## Directions for this task
Your reply should be made up of every line in the records below that holds the string "StoreStats".

## Extracted data
^^^^^^^^

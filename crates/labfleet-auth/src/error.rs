//! Error types for authentication.

use thiserror::Error;

/// A result type using `AuthError`.
pub type Result<T> = std::result::Result<T, AuthError>;

/// Errors that can occur during token or password operations.
#[derive(Debug, Error)]
pub enum AuthError {
    /// The token's expiry has passed.
    #[error("token expired")]
    TokenExpired,

    /// The token failed signature or claims validation.
    #[error("invalid token: {0}")]
    InvalidToken(String),

    /// Password hashing or verification failed.
    #[error("password hashing error: {0}")]
    Hash(String),
}
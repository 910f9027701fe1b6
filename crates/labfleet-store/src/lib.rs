//! `RocksDB` storage layer for labfleet.
//!
//! This crate provides persistent storage for users, agents, and bookings
//! using `RocksDB` with column families for efficient indexing.
//!
//! # Architecture
//!
//! The storage uses the following column families:
//!
//! - `users` / `users_by_email`: User records and the unique email index
//! - `agents` / `agents_by_status`: Agent records and the status index
//! - `bookings`: Primary booking records, keyed by `booking_id`
//! - `bookings_by_user`: Index for listing a user's bookings
//! - `bookings_by_status_start` / `bookings_by_status_end`: Time-ordered
//!   status indexes backing the reconciler's phase selections
//! - `meta`: Monotonic id counters
//!
//! Every mutation that couples a booking status change to an agent capacity
//! change is committed as a single `WriteBatch` under the store's write
//! lock, so capacity is never lost or double-counted across retries.

#![forbid(unsafe_code)]
#![warn(missing_docs)]
#![warn(clippy::all)]
#![warn(clippy::pedantic)]

pub mod error;
pub mod keys;
pub mod rocks;
pub mod schema;
pub mod types;

pub use error::{Result, StoreError};
pub use rocks::RocksStore;
pub use types::{
    Agent, AgentStatus, Booking, BookingStatus, NewAgent, NewBooking, NewUser, Role, StoreStats,
    User,
};

use chrono::{DateTime, Utc};
use labfleet_core::{AgentId, BookingId, UserId};

/// The storage trait defining all database operations.
///
/// All guarded transitions (`approve_booking`, `activate_booking`, …) are
/// compare-and-commit: the booking is re-read under the write lock, the
/// expected status is checked, and the transition plus any coupled capacity
/// change is committed atomically. A failed guard surfaces as
/// [`StoreError::WrongStatus`] and writes nothing.
pub trait Store: Send + Sync {
    // =========================================================================
    // User Operations
    // =========================================================================

    /// Create a user, enforcing email uniqueness.
    ///
    /// # Errors
    ///
    /// Returns [`StoreError::EmailExists`] if the email is taken.
    fn create_user(&self, new: NewUser) -> Result<User>;

    /// Get a user by id.
    ///
    /// # Errors
    ///
    /// Returns an error if the database operation fails.
    fn get_user(&self, id: UserId) -> Result<Option<User>>;

    /// Look up a user by email.
    ///
    /// # Errors
    ///
    /// Returns an error if the database operation fails.
    fn find_user_by_email(&self, email: &str) -> Result<Option<User>>;

    // =========================================================================
    // Agent Operations
    // =========================================================================

    /// Register an agent, assigning its id. Available capacity starts equal
    /// to total capacity.
    ///
    /// # Errors
    ///
    /// Returns an error if the database operation fails.
    fn create_agent(&self, new: NewAgent) -> Result<Agent>;

    /// Get an agent by id.
    ///
    /// # Errors
    ///
    /// Returns an error if the database operation fails.
    fn get_agent(&self, id: AgentId) -> Result<Option<Agent>>;

    /// List all agents.
    ///
    /// # Errors
    ///
    /// Returns an error if the database operation fails.
    fn list_agents(&self) -> Result<Vec<Agent>>;

    /// List all agents with the given status.
    ///
    /// # Errors
    ///
    /// Returns an error if the database operation fails.
    fn list_agents_by_status(&self, status: AgentStatus) -> Result<Vec<Agent>>;

    /// Set an agent's status (admin override).
    ///
    /// # Errors
    ///
    /// Returns [`StoreError::NotFound`] if the agent doesn't exist.
    fn set_agent_status(&self, id: AgentId, status: AgentStatus) -> Result<Agent>;

    /// Record a health probe result. A successful probe sets the agent
    /// online and advances `last_seen`; a failed probe sets it offline and
    /// leaves `last_seen` untouched.
    ///
    /// # Errors
    ///
    /// Returns [`StoreError::NotFound`] if the agent doesn't exist.
    fn record_agent_health(&self, id: AgentId, healthy: bool, now: DateTime<Utc>) -> Result<()>;

    // =========================================================================
    // Booking Operations
    // =========================================================================

    /// Create a booking with `status = pending`, assigning its id.
    ///
    /// # Errors
    ///
    /// Returns an error if the database operation fails.
    fn create_booking(&self, new: NewBooking, now: DateTime<Utc>) -> Result<Booking>;

    /// Get a booking by id.
    ///
    /// # Errors
    ///
    /// Returns an error if the database operation fails.
    fn get_booking(&self, id: BookingId) -> Result<Option<Booking>>;

    /// List all bookings, optionally filtered by status, newest first.
    ///
    /// # Errors
    ///
    /// Returns an error if the database operation fails.
    fn list_bookings(&self, status: Option<BookingStatus>) -> Result<Vec<Booking>>;

    /// List a user's bookings, newest first.
    ///
    /// # Errors
    ///
    /// Returns an error if the database operation fails.
    fn list_bookings_by_user(&self, user_id: UserId) -> Result<Vec<Booking>>;

    /// List a user's bookings in any of the given statuses. Used by the
    /// overlap check at submission.
    ///
    /// # Errors
    ///
    /// Returns an error if the database operation fails.
    fn bookings_in_states_for_user(
        &self,
        user_id: UserId,
        states: &[BookingStatus],
    ) -> Result<Vec<Booking>>;

    /// Approved bookings with `start_time <= ts` (reconciler phase B).
    ///
    /// # Errors
    ///
    /// Returns an error if the database operation fails.
    fn approved_starting_before(&self, ts: DateTime<Utc>) -> Result<Vec<Booking>>;

    /// Approved bookings with `from < start_time <= to` (pre-wake window).
    ///
    /// # Errors
    ///
    /// Returns an error if the database operation fails.
    fn approved_starting_within(
        &self,
        from: DateTime<Utc>,
        to: DateTime<Utc>,
    ) -> Result<Vec<Booking>>;

    /// Active bookings with `end_time <= ts` (reconciler phase C).
    ///
    /// # Errors
    ///
    /// Returns an error if the database operation fails.
    fn active_ending_before(&self, ts: DateTime<Utc>) -> Result<Vec<Booking>>;

    /// Active bookings bound to the given agent (drift reconciliation).
    ///
    /// # Errors
    ///
    /// Returns an error if the database operation fails.
    fn active_bookings_on_agent(&self, agent_id: AgentId) -> Result<Vec<Booking>>;

    // =========================================================================
    // Guarded Transitions
    // =========================================================================

    /// `pending -> approved`, binding the booking to an agent. Capacity is
    /// not debited here; that happens at activation.
    ///
    /// # Errors
    ///
    /// Returns [`StoreError::WrongStatus`] unless the booking is pending.
    fn approve_booking(&self, id: BookingId, agent_id: AgentId, now: DateTime<Utc>)
        -> Result<Booking>;

    /// `pending -> rejected`, recording the reason.
    ///
    /// # Errors
    ///
    /// Returns [`StoreError::WrongStatus`] unless the booking is pending.
    fn reject_booking(&self, id: BookingId, reason: &str, now: DateTime<Utc>) -> Result<Booking>;

    /// `pending|approved -> cancelled`.
    ///
    /// # Errors
    ///
    /// Returns [`StoreError::WrongStatus`] for any other current status.
    fn cancel_booking(&self, id: BookingId, now: DateTime<Utc>) -> Result<Booking>;

    /// Push an active booking's `end_time` out by the given hours.
    ///
    /// # Errors
    ///
    /// Returns [`StoreError::WrongStatus`] unless the booking is active.
    fn extend_booking(&self, id: BookingId, hours: u32, now: DateTime<Utc>) -> Result<Booking>;

    /// `approved -> active`, recording the container coordinates and
    /// debiting the bound agent's capacity in the same commit.
    ///
    /// This is the commit guard that makes a cancel racing a start
    /// harmless: if the booking is no longer approved nothing is written
    /// and [`StoreError::WrongStatus`] is returned.
    ///
    /// # Errors
    ///
    /// Returns [`StoreError::WrongStatus`] unless the booking is approved,
    /// or [`StoreError::InsufficientCapacity`] if the debit would take the
    /// agent's available resources negative.
    fn activate_booking(
        &self,
        id: BookingId,
        container_name: &str,
        access_url: &str,
        now: DateTime<Utc>,
    ) -> Result<Booking>;

    /// `active -> completed`, crediting the bound agent's capacity in the
    /// same commit. Credits are clamped so `available_*` never exceeds
    /// `total_*` (absorbs admin-driven capacity shrinks).
    ///
    /// # Errors
    ///
    /// Returns [`StoreError::WrongStatus`] unless the booking is active.
    fn complete_booking(&self, id: BookingId, now: DateTime<Utc>) -> Result<Booking>;

    // =========================================================================
    // Stats
    // =========================================================================

    /// Counts by booking status plus online agents, from one snapshot.
    ///
    /// # Errors
    ///
    /// Returns an error if the database operation fails.
    fn stats(&self) -> Result<StoreStats>;
}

^^^^^^^^

## Problem solution
    Agent, AgentStatus, Booking, BookingStatus, NewAgent, NewBooking, NewUser, Role, StoreStats,
    fn stats(&self) -> Result<StoreStats>;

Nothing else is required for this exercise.